▸ STORED DATA
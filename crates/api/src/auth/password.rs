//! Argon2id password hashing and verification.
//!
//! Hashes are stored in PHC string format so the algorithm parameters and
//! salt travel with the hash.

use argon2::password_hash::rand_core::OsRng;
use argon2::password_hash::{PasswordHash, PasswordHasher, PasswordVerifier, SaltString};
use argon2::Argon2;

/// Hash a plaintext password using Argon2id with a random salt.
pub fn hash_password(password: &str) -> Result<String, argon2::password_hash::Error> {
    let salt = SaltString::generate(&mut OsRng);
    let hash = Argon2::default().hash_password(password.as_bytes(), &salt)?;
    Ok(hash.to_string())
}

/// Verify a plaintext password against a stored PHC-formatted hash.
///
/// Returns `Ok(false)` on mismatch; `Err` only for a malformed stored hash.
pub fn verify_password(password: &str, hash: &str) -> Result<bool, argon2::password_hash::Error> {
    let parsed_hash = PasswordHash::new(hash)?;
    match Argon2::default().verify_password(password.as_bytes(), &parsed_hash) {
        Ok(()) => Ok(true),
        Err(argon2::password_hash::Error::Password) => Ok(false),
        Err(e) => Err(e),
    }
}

▸ DESCRIPTION OF THE TASK
The data given above must be transcribed exactly and completely.

▸ YOUR RESPONSE
filename crates/api/src/auth/password.rs
//! Argon2id password hashing and verification.
//!
//! Hashes are stored in PHC string format so the algorithm parameters and
//! salt travel with the hash.

use argon2::password_hash::rand_core::OsRng;
use argon2::password_hash::{PasswordHash, PasswordHasher, PasswordVerifier, SaltString};
use argon2::Argon2;

/// Hash a plaintext password using Argon2id with a random salt.
pub fn hash_password(password: &str) -> Result<String, argon2::password_hash::Error> {
    let salt = SaltString::generate(&mut OsRng);
    let hash = Argon2::default().hash_password(password.as_bytes(), &salt)?;
    Ok(hash.to_string())
}

/// Verify a plaintext password against a stored PHC-formatted hash.
///
/// Returns `Ok(false)` on mismatch; `Err` only for a malformed stored hash.
pub fn verify_password(password: &str, hash: &str) -> Result<bool, argon2::password_hash::Error> {
    let parsed_hash = PasswordHash::new(hash)?;
    match Argon2::default().verify_password(password.as_bytes(), &parsed_hash) {
        Ok(()) => Ok(true),
        Err(argon2::password_hash::Error::Password) => Ok(false),
        Err(e) => Err(e),
    }
}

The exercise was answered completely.